Read the lines of the data below and retrieve those with "ConnectError".

(Exercise input)

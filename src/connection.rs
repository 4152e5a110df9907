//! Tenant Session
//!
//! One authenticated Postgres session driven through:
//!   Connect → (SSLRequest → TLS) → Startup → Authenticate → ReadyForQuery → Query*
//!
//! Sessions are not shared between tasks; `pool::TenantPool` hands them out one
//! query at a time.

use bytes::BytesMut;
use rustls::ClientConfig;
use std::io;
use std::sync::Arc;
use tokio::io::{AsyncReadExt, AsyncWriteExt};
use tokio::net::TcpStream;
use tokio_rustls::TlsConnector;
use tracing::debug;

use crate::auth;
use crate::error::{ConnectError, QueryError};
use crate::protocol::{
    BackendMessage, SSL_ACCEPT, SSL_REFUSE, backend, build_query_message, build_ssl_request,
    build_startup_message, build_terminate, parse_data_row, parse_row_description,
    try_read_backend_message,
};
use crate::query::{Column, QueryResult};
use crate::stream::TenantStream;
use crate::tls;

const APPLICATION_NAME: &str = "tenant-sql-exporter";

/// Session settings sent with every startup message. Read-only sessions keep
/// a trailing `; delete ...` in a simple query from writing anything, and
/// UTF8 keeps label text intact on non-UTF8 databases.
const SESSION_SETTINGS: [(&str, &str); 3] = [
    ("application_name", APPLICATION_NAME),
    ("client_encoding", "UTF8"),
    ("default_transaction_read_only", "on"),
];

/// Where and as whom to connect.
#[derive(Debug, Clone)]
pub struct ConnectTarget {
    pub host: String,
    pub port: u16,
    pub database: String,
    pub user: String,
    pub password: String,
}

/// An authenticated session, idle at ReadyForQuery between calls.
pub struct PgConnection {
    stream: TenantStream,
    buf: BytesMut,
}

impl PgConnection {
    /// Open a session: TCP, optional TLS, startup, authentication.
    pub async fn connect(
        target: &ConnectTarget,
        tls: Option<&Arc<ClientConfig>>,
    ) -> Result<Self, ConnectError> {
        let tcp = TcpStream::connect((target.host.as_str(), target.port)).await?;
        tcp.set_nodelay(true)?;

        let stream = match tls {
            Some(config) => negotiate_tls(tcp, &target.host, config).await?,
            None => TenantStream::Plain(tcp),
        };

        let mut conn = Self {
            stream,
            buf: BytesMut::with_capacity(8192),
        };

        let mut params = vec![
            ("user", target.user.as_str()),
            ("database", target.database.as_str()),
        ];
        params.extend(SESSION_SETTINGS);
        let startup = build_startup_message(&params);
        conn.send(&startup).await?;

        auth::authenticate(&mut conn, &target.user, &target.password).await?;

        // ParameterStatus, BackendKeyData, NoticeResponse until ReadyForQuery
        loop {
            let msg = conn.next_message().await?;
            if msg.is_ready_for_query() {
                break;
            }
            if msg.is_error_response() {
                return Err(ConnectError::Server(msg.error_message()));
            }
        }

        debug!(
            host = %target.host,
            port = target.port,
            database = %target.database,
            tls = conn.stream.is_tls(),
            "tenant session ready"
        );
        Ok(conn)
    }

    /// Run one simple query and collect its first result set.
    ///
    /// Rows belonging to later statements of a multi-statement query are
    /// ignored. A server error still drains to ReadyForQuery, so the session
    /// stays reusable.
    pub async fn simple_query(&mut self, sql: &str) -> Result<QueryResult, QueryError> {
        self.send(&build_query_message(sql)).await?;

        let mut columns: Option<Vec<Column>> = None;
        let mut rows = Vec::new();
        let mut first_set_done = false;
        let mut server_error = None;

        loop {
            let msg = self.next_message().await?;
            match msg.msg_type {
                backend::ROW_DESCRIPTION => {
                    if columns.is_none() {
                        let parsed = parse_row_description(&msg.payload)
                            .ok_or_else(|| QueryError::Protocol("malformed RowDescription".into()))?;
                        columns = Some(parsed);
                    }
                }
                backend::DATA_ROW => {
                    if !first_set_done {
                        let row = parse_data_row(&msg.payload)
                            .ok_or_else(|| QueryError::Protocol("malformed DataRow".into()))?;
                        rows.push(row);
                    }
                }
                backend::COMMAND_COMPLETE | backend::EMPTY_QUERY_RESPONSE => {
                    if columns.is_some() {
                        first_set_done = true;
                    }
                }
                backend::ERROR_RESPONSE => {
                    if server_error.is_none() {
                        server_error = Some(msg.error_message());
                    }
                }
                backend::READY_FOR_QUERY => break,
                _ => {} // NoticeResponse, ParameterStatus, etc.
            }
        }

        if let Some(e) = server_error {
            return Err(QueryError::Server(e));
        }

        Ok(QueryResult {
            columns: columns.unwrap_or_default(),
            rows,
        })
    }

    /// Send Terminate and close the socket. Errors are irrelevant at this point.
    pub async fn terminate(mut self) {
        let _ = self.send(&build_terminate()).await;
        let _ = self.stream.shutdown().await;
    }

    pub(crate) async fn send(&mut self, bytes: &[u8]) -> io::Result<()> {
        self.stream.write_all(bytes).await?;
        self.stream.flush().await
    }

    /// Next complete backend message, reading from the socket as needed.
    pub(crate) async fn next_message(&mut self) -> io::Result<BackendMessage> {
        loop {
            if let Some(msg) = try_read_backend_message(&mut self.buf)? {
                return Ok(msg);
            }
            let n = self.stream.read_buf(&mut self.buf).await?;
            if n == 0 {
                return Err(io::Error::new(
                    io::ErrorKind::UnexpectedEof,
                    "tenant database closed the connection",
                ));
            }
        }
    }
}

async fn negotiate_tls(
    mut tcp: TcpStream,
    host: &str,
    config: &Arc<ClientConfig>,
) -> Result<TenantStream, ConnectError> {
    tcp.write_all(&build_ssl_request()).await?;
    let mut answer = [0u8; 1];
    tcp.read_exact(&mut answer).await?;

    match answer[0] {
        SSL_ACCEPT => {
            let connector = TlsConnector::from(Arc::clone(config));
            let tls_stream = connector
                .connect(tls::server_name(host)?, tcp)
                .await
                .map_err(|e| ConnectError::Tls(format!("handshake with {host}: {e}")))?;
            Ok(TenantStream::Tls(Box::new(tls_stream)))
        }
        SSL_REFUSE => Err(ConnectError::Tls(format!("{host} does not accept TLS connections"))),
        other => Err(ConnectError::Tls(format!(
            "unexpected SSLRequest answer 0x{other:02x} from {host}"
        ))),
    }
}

(End Exercise input)

● **Result**:
use crate::error::{ConnectError, QueryError};
    ) -> Result<Self, ConnectError> {
                return Err(ConnectError::Server(msg.error_message()));
) -> Result<TenantStream, ConnectError> {
                .map_err(|e| ConnectError::Tls(format!("handshake with {host}: {e}")))?;
        SSL_REFUSE => Err(ConnectError::Tls(format!("{host} does not accept TLS connections"))),
        other => Err(ConnectError::Tls(format!(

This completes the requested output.